Hatipoglu and Inelmen examine the relationship between demographic diversity principles and evaluations of employee voice. An analysis of survey data from 707 employees working at 37 hospitality institutions confirmed that trust in the employer, was of most importance in the evaluation of voice systems by all employees. Employee evaluations of voice opportunities were found to display differences between male and female employee groups. While generational cohort was a differentiating attribute for the male group, job tenure had the same effect for the female employees. Implications for future research and for HR managers are discussed.

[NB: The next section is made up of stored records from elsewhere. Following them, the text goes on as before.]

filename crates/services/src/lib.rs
pub mod services;
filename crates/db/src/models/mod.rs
pub mod recipe;
pub mod relation;
pub mod user_profile;
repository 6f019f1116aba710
//! Follow requests and follower lists.

use axum::{
    Json, Router,
    extract::{Path, State},
    response::Json as ResponseJson,
    routing::{delete, get, post},
};
use db::models::relation::{CreateRelation, Relation};
use utils::response::ApiResponse;
use uuid::Uuid;

use crate::{AppState, auth::AuthUser, error::ApiError};

pub async fn request_follow(
    State(state): State<AppState>,
    AuthUser(session): AuthUser,
    Json(payload): Json<CreateRelation>,
) -> Result<ResponseJson<ApiResponse<Relation>>, ApiError> {
    let relation = state
        .store()
        .request_follow(session.user_id, payload.to_user_id)
        .await?;
    Ok(ResponseJson(ApiResponse::success(relation)))
}

pub async fn confirm_follow(
    State(state): State<AppState>,
    AuthUser(session): AuthUser,
    Path(relation_id): Path<Uuid>,
) -> Result<ResponseJson<ApiResponse<Relation>>, ApiError> {
    let relation = state
        .store()
        .confirm_follow(session.user_id, relation_id)
        .await?;
    Ok(ResponseJson(ApiResponse::success(relation)))
}

pub async fn delete_relation(
    State(state): State<AppState>,
    AuthUser(session): AuthUser,
    Path(relation_id): Path<Uuid>,
) -> Result<ResponseJson<ApiResponse<()>>, ApiError> {
    state
        .store()
        .delete_relation(session.user_id, relation_id)
        .await?;
    Ok(ResponseJson(ApiResponse::success(())))
}

/// Unconfirmed requests addressed to the caller.
pub async fn pending_requests(
    State(state): State<AppState>,
    AuthUser(session): AuthUser,
) -> Result<ResponseJson<ApiResponse<Vec<Relation>>>, ApiError> {
    let relations = state.store().pending_requests(session.user_id).await?;
    Ok(ResponseJson(ApiResponse::success(relations)))
}

pub async fn followers(
    State(state): State<AppState>,
    AuthUser(session): AuthUser,
) -> Result<ResponseJson<ApiResponse<Vec<Relation>>>, ApiError> {
    let relations = state.store().followers(session.user_id).await?;
    Ok(ResponseJson(ApiResponse::success(relations)))
}

pub async fn following(
    State(state): State<AppState>,
    AuthUser(session): AuthUser,
) -> Result<ResponseJson<ApiResponse<Vec<Relation>>>, ApiError> {
    let relations = state.store().following(session.user_id).await?;
    Ok(ResponseJson(ApiResponse::success(relations)))
}

pub fn router(_state: &AppState) -> Router<AppState> {
    Router::new().nest(
        "/relations",
        Router::new()
            .route("/", post(request_follow))
            .route("/requests", get(pending_requests))
            .route("/followers", get(followers))
            .route("/following", get(following))
            .route("/{relation_id}", delete(delete_relation))
            .route("/{relation_id}/confirm", post(confirm_follow)),
    )
}
use chrono::{DateTime, Utc};
use serde::{Deserialize, Serialize};
use sqlx::{Executor, FromRow, QueryBuilder, Sqlite, SqlitePool, types::Json};
use ts_rs::TS;
use uuid::Uuid;

const RECIPE_COLUMNS: &str = "id, user_id, title, description, author, plain, content, image, ingredients, created_at, updated_at";

#[derive(Debug, Clone, PartialEq, Eq, Serialize, Deserialize, TS)]
pub struct Ingredient {
    pub name: String,
    pub amount: String,
}

#[derive(Debug, Clone, PartialEq, FromRow, Serialize, Deserialize, TS)]
pub struct Recipe {
    pub id: Uuid,
    pub user_id: Uuid, // Author's user profile id
    pub title: String,
    pub description: String,
    pub author: String,
    pub plain: String,           // Plain-text rendering of the editor content, used for search
    pub content: Option<String>, // Serialized rich-text editor state
    pub image: Option<String>,   // Storage path of the header image
    #[sqlx(json)]
    pub ingredients: Vec<Ingredient>,
    pub created_at: DateTime<Utc>,
    pub updated_at: DateTime<Utc>,
}

#[derive(Debug, Clone, Serialize, Deserialize, TS)]
pub struct CreateRecipe {
    pub title: String,
    pub description: Option<String>,
    pub author: Option<String>,
    pub plain: Option<String>,
    pub content: Option<String>,
    pub image: Option<String>,
    #[serde(default)]
    pub ingredients: Vec<Ingredient>,
}

#[derive(Debug, Clone, Default, Serialize, Deserialize, TS)]
pub struct UpdateRecipe {
    pub title: Option<String>,
    pub description: Option<String>,
    pub author: Option<String>,
    pub plain: Option<String>,
    pub content: Option<String>,
    pub image: Option<String>,
    pub ingredients: Option<Vec<Ingredient>>,
}

impl Recipe {
    pub async fn find_by_id(pool: &SqlitePool, id: Uuid) -> Result<Option<Self>, sqlx::Error> {
        sqlx::query_as::<_, Recipe>(&format!(
            "SELECT {RECIPE_COLUMNS} FROM recipes WHERE id = $1"
        ))
        .bind(id)
        .fetch_optional(pool)
        .await
    }

    /// Most recently updated recipes written by any of `user_ids`, newest first.
    /// Ties on `updated_at` are broken by id so the window is deterministic.
    pub async fn find_window_by_users<'e, E>(
        executor: E,
        user_ids: &[Uuid],
        limit: usize,
    ) -> Result<Vec<Self>, sqlx::Error>
    where
        E: Executor<'e, Database = Sqlite>,
    {
        if user_ids.is_empty() || limit == 0 {
            return Ok(Vec::new());
        }

        let mut query: QueryBuilder<Sqlite> =
            QueryBuilder::new(format!("SELECT {RECIPE_COLUMNS} FROM recipes WHERE user_id IN ("));
        let mut separated = query.separated(", ");
        for user_id in user_ids {
            separated.push_bind(*user_id);
        }
        separated.push_unseparated(") ORDER BY updated_at DESC, id ASC LIMIT ");
        query.push_bind(i64::try_from(limit).unwrap_or(i64::MAX));

        query.build_query_as::<Recipe>().fetch_all(executor).await
    }

    pub async fn count_by_users<'e, E>(executor: E, user_ids: &[Uuid]) -> Result<i64, sqlx::Error>
    where
        E: Executor<'e, Database = Sqlite>,
    {
        if user_ids.is_empty() {
            return Ok(0);
        }

        let mut query: QueryBuilder<Sqlite> =
            QueryBuilder::new("SELECT COUNT(*) FROM recipes WHERE user_id IN (");
        let mut separated = query.separated(", ");
        for user_id in user_ids {
            separated.push_bind(*user_id);
        }
        separated.push_unseparated(")");

        query.build_query_scalar::<i64>().fetch_one(executor).await
    }

    pub async fn create(
        pool: &SqlitePool,
        user_id: Uuid,
        data: &CreateRecipe,
        recipe_id: Uuid,
    ) -> Result<Self, sqlx::Error> {
        let now = Utc::now();
        sqlx::query_as::<_, Recipe>(&format!(
            r#"INSERT INTO recipes (id, user_id, title, description, author, plain, content, image, ingredients, created_at, updated_at)
               VALUES ($1, $2, $3, $4, $5, $6, $7, $8, $9, $10, $11)
               RETURNING {RECIPE_COLUMNS}"#
        ))
        .bind(recipe_id)
        .bind(user_id)
        .bind(&data.title)
        .bind(data.description.as_deref().unwrap_or_default())
        .bind(data.author.as_deref().unwrap_or_default())
        .bind(data.plain.as_deref().unwrap_or_default())
        .bind(&data.content)
        .bind(&data.image)
        .bind(Json(&data.ingredients))
        .bind(now)
        .bind(now)
        .fetch_one(pool)
        .await
    }

    /// Apply `data` on top of the stored recipe and bump `updated_at`.
    /// Returns `None` when no recipe with `id` exists.
    pub async fn update(
        pool: &SqlitePool,
        id: Uuid,
        data: &UpdateRecipe,
    ) -> Result<Option<Self>, sqlx::Error> {
        let Some(existing) = Self::find_by_id(pool, id).await? else {
            return Ok(None);
        };

        let title = data.title.clone().unwrap_or(existing.title);
        let description = data.description.clone().unwrap_or(existing.description);
        let author = data.author.clone().unwrap_or(existing.author);
        let plain = data.plain.clone().unwrap_or(existing.plain);
        let content = data.content.clone().or(existing.content);
        let image = data.image.clone().or(existing.image);
        let ingredients = data.ingredients.clone().unwrap_or(existing.ingredients);

        sqlx::query_as::<_, Recipe>(&format!(
            r#"UPDATE recipes
               SET title = $2, description = $3, author = $4, plain = $5, content = $6, image = $7, ingredients = $8, updated_at = $9
               WHERE id = $1
               RETURNING {RECIPE_COLUMNS}"#
        ))
        .bind(id)
        .bind(title)
        .bind(description)
        .bind(author)
        .bind(plain)
        .bind(content)
        .bind(image)
        .bind(Json(ingredients))
        .bind(Utc::now())
        .fetch_optional(pool)
        .await
    }

    pub async fn delete<'e, E>(executor: E, id: Uuid) -> Result<u64, sqlx::Error>
    where
        E: Executor<'e, Database = Sqlite>,
    {
        let result = sqlx::query("DELETE FROM recipes WHERE id = $1")
            .bind(id)
            .execute(executor)
            .await?;
        Ok(result.rows_affected())
    }
}

#[cfg(test)]
mod tests {
    use super::*;
    use crate::DBService;

    fn create_recipe(title: &str) -> CreateRecipe {
        CreateRecipe {
            title: title.to_string(),
            description: None,
            author: Some("Ben".to_string()),
            plain: Some(format!("{title} instructions")),
            content: None,
            image: None,
            ingredients: vec![Ingredient {
                name: "flour".to_string(),
                amount: "2 cups".to_string(),
            }],
        }
    }

    #[tokio::test]
    async fn test_create_and_find_roundtrips_ingredients() {
        let db = DBService::new_in_memory().await.unwrap();
        let user_id = Uuid::new_v4();

        let created = Recipe::create(&db.pool, user_id, &create_recipe("Bread"), Uuid::new_v4())
            .await
            .unwrap();
        let found = Recipe::find_by_id(&db.pool, created.id).await.unwrap().unwrap();

        assert_eq!(found, created);
        assert_eq!(found.ingredients.len(), 1);
        assert_eq!(found.ingredients[0].name, "flour");
    }

    #[tokio::test]
    async fn test_window_is_newest_first_and_limited() {
        let db = DBService::new_in_memory().await.unwrap();
        let user_id = Uuid::new_v4();
        let other_user = Uuid::new_v4();

        let mut ids = Vec::new();
        for title in ["one", "two", "three"] {
            let recipe = Recipe::create(&db.pool, user_id, &create_recipe(title), Uuid::new_v4())
                .await
                .unwrap();
            ids.push(recipe.id);
        }
        Recipe::create(&db.pool, other_user, &create_recipe("other"), Uuid::new_v4())
            .await
            .unwrap();

        // Touch the first recipe so it moves to the front.
        let update = UpdateRecipe {
            title: Some("one, revised".to_string()),
            ..Default::default()
        };
        Recipe::update(&db.pool, ids[0], &update).await.unwrap().unwrap();

        let window = Recipe::find_window_by_users(&db.pool, &[user_id], 2).await.unwrap();
        assert_eq!(window.len(), 2);
        assert_eq!(window[0].id, ids[0]);
        assert_eq!(window[0].title, "one, revised");
        assert!(window[0].updated_at >= window[1].updated_at);

        assert_eq!(Recipe::count_by_users(&db.pool, &[user_id]).await.unwrap(), 3);
        assert_eq!(
            Recipe::count_by_users(&db.pool, &[user_id, other_user]).await.unwrap(),
            4
        );
        assert!(Recipe::find_window_by_users(&db.pool, &[], 10).await.unwrap().is_empty());
    }

    #[tokio::test]
    async fn test_window_and_count_share_a_transaction() {
        let db = DBService::new_in_memory().await.unwrap();
        let user_id = Uuid::new_v4();
        for title in ["one", "two", "three"] {
            Recipe::create(&db.pool, user_id, &create_recipe(title), Uuid::new_v4())
                .await
                .unwrap();
        }

        let mut tx = db.pool.begin().await.unwrap();
        let window = Recipe::find_window_by_users(&mut *tx, &[user_id], 2).await.unwrap();
        let doomed = window[0].id;
        Recipe::delete(&mut *tx, doomed).await.unwrap();
        let remaining = Recipe::find_window_by_users(&mut *tx, &[user_id], 2).await.unwrap();
        let total = Recipe::count_by_users(&mut *tx, &[user_id]).await.unwrap();
        tx.rollback().await.unwrap();

        assert_eq!(window.len(), 2);
        assert!(remaining.iter().all(|r| r.id != doomed));
        assert_eq!(total, 2);
        assert_eq!(Recipe::count_by_users(&db.pool, &[user_id]).await.unwrap(), 3);
    }

    #[tokio::test]
    async fn test_update_and_delete_missing_recipe() {
        let db = DBService::new_in_memory().await.unwrap();
        let missing = Uuid::new_v4();

        assert!(Recipe::update(&db.pool, missing, &UpdateRecipe::default())
            .await
            .unwrap()
            .is_none());
        assert_eq!(Recipe::delete(&db.pool, missing).await.unwrap(), 0);
    }
}
use anyhow::Context;
use db::DBService;
use server::{AppState, routes};
use services::services::config::Config;
use tokio::{net::TcpListener, signal};
use tracing::{error, info};
use tracing_subscriber::{EnvFilter, fmt};

#[tokio::main]
async fn main() -> anyhow::Result<()> {
    dotenvy::dotenv().ok();

    fmt()
        .with_env_filter(EnvFilter::try_from_default_env().unwrap_or_else(|_| EnvFilter::new("info")))
        .init();

    let config = Config::load().context("loading configuration")?;
    let db = DBService::new(&config.database_url)
        .await
        .context("opening database")?;

    let address = config.bind_address();
    let app = routes::router(AppState::new(config, db));

    let listener = TcpListener::bind(&address)
        .await
        .with_context(|| format!("binding {address}"))?;
    info!(address = %address, "Server running");

    axum::serve(listener, app)
        .with_graceful_shutdown(shutdown_signal())
        .await?;

    info!("Server shut down");
    Ok(())
}

async fn shutdown_signal() {
    let ctrl_c = async {
        if let Err(e) = signal::ctrl_c().await {
            error!(error = %e, "Failed to install Ctrl+C handler");
            std::future::pending::<()>().await;
        }
        info!("Received Ctrl+C, shutting down");
    };

    #[cfg(unix)]
    let terminate = async {
        match signal::unix::signal(signal::unix::SignalKind::terminate()) {
            Ok(mut stream) => {
                stream.recv().await;
                info!("Received terminate signal, shutting down");
            }
            Err(e) => {
                error!(error = %e, "Failed to install terminate handler");
                std::future::pending::<()>().await;
            }
        }
    };

    #[cfg(not(unix))]
    let terminate = std::future::pending::<()>();

    tokio::select! {
        _ = ctrl_c => {},
        _ = terminate => {},
    }
}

Soltani, Liao and Gholami examines perceptions on employee voice in the largely overlooked heterogeneous Middle East region. Through an inductive design and exploratory methodology they examine the dynamics of employee voice in six multi-site organizations with domestic and international operations. While Islamic teachings and national labor law lay stress on employer-employee’s mutual, win-win relationships, the extent to which employee voice was embedded in the HR policies of the organizations relied primarily upon the need for compliance with minimum legislative and industry-specific requirements. Furthermore, they suggests that much remained at the sole discretion of the management who were seen as having a ‘short-sighted and unenlightened’ orientation.

Brooks notes that upward challenge may go unheard in organisations. She comments that formal voice mechanisms are largely considered to be advantageous for encouraging employees to share their views and concerns but using a sample of UK police officers it was evident that formal voice mechanisms could be considered risky for upward challenge. The findings can be used by scholars and practitioners as a framework to identify where challenging voices may be going unheard.

In summary, the papers within this Special Issue illustrate a range of important macro and meso level variables that can, among others, influence the extent to which voices are heard or even raised in organisations: gender, trust, sexual orientation, economic context, job insecurity and education. In challenging existing norms and providing fertile ground for future research, these articles represent a unique and growing body of literature central to our understanding of how employee voice will be shaped and identified in the future. Developments at work such as increasing insecurity due to crowdsourcing ‘in which digital platforms act as a form of “internalised offshoring”’ (Findlay & Thompson, Citation2017, p. 132) will pose further challenges for employee voice, challenges which have yet to be theorised let alone researched empirically. In order for employee voice to continue being ‘a vibrant area of research and practice that engages with cutting edge theory as well as with workers and their organizations in everyday lives’ (Budd Citation2014, p. 485) we urge scholars to keep seeking voices that remain unheard.

Disclosure statement

No potential conflict of interest was reported by the authors.